• **Work instructions**: Identify each line below containing the string "PowerScale" and copy it.

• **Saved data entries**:
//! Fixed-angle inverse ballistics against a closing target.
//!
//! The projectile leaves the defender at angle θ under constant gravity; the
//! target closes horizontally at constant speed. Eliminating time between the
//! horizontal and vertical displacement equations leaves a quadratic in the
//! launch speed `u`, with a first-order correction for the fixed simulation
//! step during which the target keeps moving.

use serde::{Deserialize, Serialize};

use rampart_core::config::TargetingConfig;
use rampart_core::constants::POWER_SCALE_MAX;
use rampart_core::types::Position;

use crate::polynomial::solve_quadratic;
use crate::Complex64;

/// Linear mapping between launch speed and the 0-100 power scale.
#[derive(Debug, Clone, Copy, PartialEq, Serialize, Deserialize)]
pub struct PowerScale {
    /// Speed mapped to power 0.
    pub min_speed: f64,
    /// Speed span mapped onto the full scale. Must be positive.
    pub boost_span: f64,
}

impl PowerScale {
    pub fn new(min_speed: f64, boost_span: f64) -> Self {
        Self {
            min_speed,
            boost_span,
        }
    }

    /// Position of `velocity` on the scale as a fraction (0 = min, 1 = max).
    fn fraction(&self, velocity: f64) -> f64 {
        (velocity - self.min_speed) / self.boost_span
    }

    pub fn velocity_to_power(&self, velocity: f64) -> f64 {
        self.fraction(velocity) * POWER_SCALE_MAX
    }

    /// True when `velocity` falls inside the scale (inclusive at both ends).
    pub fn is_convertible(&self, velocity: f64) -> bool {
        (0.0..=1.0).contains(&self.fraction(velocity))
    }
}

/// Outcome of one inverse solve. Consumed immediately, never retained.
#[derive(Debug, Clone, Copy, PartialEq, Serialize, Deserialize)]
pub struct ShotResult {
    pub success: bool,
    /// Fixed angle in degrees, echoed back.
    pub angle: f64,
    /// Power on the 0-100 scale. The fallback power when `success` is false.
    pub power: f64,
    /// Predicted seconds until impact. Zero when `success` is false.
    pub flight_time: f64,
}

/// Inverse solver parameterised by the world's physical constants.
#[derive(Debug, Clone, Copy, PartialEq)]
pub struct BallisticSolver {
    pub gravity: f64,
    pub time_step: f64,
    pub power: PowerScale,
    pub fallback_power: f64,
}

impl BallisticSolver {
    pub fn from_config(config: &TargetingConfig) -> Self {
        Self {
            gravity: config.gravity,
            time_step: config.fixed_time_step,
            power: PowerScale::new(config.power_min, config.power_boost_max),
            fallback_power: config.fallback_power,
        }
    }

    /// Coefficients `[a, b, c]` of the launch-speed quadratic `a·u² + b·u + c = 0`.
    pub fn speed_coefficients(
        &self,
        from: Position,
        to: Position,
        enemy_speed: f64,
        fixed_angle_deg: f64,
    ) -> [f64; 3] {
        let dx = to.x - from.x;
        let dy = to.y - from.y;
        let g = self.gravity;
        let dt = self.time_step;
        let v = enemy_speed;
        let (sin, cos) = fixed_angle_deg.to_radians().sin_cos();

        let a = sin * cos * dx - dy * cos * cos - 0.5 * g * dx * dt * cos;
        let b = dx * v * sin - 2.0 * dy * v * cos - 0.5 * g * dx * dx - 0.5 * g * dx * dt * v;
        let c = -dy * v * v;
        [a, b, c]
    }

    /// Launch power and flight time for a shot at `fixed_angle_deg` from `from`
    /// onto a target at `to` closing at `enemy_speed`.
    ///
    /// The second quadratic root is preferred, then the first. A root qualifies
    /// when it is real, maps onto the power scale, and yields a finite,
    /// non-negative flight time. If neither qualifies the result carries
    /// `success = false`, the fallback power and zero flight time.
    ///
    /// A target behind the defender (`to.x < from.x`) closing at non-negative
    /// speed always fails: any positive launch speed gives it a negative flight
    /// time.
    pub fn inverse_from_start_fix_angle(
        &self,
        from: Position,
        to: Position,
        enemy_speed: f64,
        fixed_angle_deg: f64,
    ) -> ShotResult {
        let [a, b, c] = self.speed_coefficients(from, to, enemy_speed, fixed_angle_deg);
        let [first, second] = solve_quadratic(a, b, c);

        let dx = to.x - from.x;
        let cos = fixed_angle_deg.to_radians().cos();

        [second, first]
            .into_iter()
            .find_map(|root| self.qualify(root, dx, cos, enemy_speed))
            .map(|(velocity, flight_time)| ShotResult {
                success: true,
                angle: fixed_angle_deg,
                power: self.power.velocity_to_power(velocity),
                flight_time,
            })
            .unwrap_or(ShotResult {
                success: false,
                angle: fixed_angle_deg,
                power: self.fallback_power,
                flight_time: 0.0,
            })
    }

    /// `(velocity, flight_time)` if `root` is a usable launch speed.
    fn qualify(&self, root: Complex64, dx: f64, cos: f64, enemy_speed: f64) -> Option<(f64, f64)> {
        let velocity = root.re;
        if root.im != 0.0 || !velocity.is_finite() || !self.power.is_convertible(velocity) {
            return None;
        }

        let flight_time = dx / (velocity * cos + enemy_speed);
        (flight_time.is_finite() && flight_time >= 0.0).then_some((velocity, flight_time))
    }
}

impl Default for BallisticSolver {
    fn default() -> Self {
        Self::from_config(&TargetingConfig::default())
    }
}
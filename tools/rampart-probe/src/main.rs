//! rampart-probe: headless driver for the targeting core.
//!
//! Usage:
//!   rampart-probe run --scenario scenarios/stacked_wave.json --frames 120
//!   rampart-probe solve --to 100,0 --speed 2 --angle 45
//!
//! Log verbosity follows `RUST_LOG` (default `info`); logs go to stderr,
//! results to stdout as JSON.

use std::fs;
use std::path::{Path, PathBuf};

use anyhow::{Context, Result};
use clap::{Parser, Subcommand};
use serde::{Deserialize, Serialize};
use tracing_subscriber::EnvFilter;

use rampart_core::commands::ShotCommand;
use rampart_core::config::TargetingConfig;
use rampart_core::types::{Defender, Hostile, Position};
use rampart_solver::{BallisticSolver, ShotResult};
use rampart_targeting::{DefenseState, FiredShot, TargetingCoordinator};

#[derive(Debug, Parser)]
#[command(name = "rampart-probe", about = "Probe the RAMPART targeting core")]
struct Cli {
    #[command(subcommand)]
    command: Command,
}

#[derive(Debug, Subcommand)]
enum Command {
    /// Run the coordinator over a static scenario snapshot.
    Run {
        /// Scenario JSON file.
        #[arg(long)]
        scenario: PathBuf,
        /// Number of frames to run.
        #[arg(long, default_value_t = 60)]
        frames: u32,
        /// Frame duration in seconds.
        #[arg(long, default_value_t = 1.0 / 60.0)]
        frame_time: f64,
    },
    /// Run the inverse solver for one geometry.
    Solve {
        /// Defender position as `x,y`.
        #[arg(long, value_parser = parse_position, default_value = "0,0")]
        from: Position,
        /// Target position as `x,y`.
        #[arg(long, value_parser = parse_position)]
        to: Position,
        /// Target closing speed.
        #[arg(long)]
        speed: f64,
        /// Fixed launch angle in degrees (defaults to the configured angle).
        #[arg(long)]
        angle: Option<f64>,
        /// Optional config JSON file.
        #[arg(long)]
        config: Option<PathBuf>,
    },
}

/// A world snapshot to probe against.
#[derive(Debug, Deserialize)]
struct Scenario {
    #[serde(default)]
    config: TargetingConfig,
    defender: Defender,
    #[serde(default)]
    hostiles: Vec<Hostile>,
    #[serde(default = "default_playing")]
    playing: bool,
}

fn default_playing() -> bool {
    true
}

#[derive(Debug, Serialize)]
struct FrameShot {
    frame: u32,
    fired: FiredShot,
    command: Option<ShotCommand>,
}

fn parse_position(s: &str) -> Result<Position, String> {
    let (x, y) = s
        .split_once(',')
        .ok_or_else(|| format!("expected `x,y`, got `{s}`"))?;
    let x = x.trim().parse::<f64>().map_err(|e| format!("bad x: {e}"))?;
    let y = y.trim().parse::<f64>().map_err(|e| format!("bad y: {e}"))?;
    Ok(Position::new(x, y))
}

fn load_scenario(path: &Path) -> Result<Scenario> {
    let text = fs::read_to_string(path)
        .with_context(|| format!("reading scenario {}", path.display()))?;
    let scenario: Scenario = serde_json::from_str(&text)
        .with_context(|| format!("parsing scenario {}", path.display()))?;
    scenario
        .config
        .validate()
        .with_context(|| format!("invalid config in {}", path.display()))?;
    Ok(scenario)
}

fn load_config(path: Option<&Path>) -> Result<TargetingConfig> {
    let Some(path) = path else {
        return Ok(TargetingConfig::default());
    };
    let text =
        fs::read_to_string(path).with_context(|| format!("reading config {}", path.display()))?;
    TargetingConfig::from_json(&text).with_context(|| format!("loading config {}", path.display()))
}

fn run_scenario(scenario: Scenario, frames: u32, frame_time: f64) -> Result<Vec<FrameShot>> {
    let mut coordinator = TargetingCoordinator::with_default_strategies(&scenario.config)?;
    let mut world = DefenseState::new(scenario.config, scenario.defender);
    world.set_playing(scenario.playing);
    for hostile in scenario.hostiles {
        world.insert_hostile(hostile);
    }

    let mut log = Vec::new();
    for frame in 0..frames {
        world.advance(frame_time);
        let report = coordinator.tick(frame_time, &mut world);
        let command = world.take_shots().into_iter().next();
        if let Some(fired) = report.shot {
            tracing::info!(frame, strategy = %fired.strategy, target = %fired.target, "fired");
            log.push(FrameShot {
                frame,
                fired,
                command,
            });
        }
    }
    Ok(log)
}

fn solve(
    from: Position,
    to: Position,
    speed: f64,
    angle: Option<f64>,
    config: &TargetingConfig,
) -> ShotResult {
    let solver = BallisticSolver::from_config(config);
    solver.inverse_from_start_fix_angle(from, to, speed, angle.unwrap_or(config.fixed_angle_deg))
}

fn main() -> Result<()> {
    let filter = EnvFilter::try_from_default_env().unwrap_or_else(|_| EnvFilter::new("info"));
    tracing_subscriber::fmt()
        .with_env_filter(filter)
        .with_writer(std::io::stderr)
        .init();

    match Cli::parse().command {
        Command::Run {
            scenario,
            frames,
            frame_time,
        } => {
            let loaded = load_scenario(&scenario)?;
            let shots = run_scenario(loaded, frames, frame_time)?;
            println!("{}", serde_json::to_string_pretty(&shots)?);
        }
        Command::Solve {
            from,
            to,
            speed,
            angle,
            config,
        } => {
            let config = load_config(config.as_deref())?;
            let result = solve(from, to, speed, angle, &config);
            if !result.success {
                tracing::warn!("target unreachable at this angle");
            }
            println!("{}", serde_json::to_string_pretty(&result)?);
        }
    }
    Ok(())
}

• **Task response**:
pub struct PowerScale {
impl PowerScale {
    pub power: PowerScale,
            power: PowerScale::new(config.power_min, config.power_boost_max),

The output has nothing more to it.